• **Exercise prompt**
Set down exactly the lines in the records below that run from the line with "the engine deserializes" to the line with "pub slug: &'static", inclusive, and nothing more.

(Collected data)
------------------------------------------------------------------------

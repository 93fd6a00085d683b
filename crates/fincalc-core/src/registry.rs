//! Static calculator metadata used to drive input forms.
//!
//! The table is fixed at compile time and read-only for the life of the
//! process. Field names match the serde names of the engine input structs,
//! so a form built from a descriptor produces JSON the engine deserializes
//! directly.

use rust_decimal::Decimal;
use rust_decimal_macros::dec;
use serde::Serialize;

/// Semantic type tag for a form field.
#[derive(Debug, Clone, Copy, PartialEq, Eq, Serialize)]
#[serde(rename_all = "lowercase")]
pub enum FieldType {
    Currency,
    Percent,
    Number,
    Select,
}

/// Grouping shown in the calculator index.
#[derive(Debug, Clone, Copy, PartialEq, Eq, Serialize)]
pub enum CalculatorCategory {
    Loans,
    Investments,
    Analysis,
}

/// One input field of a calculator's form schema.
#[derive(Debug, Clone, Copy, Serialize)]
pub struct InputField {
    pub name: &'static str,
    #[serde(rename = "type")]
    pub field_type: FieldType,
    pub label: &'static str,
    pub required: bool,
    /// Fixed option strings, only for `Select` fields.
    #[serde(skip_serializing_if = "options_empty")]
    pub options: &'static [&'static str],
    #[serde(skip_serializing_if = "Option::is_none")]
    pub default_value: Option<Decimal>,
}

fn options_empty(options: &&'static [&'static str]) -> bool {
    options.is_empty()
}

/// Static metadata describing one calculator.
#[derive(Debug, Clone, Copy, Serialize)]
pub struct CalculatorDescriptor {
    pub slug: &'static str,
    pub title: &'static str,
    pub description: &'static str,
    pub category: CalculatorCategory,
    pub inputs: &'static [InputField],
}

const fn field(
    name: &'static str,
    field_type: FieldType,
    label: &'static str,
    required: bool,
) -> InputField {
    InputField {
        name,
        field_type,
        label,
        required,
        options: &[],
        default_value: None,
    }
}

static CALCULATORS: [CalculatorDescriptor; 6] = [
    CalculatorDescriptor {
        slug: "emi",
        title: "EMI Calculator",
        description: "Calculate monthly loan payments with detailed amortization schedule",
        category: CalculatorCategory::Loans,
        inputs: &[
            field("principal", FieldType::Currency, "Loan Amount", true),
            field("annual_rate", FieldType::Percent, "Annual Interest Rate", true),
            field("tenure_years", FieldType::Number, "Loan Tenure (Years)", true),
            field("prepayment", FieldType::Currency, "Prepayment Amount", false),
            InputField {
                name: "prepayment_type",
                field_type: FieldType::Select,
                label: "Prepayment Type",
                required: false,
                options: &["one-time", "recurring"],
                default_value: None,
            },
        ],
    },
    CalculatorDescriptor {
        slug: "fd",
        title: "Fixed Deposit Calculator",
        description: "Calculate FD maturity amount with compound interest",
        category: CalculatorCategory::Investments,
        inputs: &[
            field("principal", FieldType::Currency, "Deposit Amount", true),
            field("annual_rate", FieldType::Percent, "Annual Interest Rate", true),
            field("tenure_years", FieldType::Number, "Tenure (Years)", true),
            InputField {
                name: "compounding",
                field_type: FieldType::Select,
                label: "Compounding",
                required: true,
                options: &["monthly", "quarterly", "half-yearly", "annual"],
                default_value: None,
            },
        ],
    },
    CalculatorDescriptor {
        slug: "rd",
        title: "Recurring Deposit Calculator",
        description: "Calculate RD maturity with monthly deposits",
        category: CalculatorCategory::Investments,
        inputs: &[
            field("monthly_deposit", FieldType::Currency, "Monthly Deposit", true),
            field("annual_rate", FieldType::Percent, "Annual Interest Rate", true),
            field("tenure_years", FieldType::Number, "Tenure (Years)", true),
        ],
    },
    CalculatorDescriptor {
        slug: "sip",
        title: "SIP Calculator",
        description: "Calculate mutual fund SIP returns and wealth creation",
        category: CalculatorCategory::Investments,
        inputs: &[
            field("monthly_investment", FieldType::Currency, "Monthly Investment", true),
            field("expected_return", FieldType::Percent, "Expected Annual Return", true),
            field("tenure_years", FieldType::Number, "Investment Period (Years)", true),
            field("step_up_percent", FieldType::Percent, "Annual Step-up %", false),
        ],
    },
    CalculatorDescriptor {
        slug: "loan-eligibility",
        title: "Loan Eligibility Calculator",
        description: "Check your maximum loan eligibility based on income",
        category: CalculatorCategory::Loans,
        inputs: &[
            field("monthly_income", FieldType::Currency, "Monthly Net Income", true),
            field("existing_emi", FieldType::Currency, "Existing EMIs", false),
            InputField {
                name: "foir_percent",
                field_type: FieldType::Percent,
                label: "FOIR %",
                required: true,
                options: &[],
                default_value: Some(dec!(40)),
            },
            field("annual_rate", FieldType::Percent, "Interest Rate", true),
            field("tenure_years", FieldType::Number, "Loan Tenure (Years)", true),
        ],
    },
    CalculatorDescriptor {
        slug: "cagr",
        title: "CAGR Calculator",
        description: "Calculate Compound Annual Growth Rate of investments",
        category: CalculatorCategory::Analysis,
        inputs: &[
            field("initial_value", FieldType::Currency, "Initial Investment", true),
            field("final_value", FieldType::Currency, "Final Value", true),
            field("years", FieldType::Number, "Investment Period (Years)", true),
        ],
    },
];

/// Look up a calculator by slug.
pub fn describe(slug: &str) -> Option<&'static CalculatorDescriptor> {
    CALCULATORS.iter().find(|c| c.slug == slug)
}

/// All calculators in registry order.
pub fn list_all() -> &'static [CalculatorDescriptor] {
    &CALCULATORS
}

------------------------------------------------------------------------

• **Exercise solution**
//! so a form built from a descriptor produces JSON the engine deserializes
//! directly.

use rust_decimal::Decimal;
use rust_decimal_macros::dec;
use serde::Serialize;

/// Semantic type tag for a form field.
#[derive(Debug, Clone, Copy, PartialEq, Eq, Serialize)]
#[serde(rename_all = "lowercase")]
pub enum FieldType {
    Currency,
    Percent,
    Number,
    Select,
}

/// Grouping shown in the calculator index.
#[derive(Debug, Clone, Copy, PartialEq, Eq, Serialize)]
pub enum CalculatorCategory {
    Loans,
    Investments,
    Analysis,
}

/// One input field of a calculator's form schema.
#[derive(Debug, Clone, Copy, Serialize)]
pub struct InputField {
    pub name: &'static str,
    #[serde(rename = "type")]
    pub field_type: FieldType,
    pub label: &'static str,
    pub required: bool,
    /// Fixed option strings, only for `Select` fields.
    #[serde(skip_serializing_if = "options_empty")]
    pub options: &'static [&'static str],
    #[serde(skip_serializing_if = "Option::is_none")]
    pub default_value: Option<Decimal>,
}

fn options_empty(options: &&'static [&'static str]) -> bool {
    options.is_empty()
}

/// Static metadata describing one calculator.
#[derive(Debug, Clone, Copy, Serialize)]
pub struct CalculatorDescriptor {
    pub slug: &'static str,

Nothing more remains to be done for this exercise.